(Goal of the exercise):
Compute how many lines in the entries below contain "failed", and output nothing but the number.

------------------------

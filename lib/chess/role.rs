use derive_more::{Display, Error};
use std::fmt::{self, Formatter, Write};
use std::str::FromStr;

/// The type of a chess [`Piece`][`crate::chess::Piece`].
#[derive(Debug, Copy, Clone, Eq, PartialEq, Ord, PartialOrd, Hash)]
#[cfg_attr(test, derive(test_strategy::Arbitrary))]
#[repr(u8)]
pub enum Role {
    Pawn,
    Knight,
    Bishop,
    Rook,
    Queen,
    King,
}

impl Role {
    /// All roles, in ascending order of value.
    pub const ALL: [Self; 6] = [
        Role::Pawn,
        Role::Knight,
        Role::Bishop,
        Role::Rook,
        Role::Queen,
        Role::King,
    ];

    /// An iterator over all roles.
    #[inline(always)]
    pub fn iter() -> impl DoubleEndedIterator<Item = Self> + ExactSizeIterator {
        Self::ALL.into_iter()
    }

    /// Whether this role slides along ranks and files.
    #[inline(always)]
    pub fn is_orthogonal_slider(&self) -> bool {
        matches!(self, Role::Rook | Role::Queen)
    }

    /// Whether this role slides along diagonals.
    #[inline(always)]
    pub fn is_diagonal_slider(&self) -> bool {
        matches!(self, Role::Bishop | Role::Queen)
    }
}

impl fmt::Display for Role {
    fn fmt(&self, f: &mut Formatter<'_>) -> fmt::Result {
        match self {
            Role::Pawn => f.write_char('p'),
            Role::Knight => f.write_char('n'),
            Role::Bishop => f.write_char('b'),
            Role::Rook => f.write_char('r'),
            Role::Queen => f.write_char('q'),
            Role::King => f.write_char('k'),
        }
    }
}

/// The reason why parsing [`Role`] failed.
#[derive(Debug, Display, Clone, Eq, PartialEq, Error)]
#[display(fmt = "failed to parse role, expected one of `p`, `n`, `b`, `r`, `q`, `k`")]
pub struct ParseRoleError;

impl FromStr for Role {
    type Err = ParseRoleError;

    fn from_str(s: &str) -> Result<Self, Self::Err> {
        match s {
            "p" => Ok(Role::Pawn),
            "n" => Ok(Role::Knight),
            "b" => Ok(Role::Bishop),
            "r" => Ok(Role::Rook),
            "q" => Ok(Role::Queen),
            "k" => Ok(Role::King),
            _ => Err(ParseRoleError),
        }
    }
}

------------------------

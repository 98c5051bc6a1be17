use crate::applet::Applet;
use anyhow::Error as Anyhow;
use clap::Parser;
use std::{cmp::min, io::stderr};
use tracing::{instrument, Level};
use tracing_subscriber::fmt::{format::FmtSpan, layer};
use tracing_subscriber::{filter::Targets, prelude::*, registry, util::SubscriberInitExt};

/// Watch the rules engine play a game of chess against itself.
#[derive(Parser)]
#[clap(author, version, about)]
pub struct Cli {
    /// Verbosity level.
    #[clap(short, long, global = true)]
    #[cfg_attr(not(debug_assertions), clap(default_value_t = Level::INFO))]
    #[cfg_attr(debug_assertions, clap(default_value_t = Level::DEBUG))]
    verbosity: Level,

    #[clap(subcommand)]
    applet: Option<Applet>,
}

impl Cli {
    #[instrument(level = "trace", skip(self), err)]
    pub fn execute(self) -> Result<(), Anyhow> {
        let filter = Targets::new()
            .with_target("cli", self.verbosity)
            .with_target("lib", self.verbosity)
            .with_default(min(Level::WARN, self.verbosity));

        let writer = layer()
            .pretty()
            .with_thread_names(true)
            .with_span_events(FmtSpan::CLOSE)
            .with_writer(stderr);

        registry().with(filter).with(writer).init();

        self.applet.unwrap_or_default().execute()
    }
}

------------------------

(Written answer):
2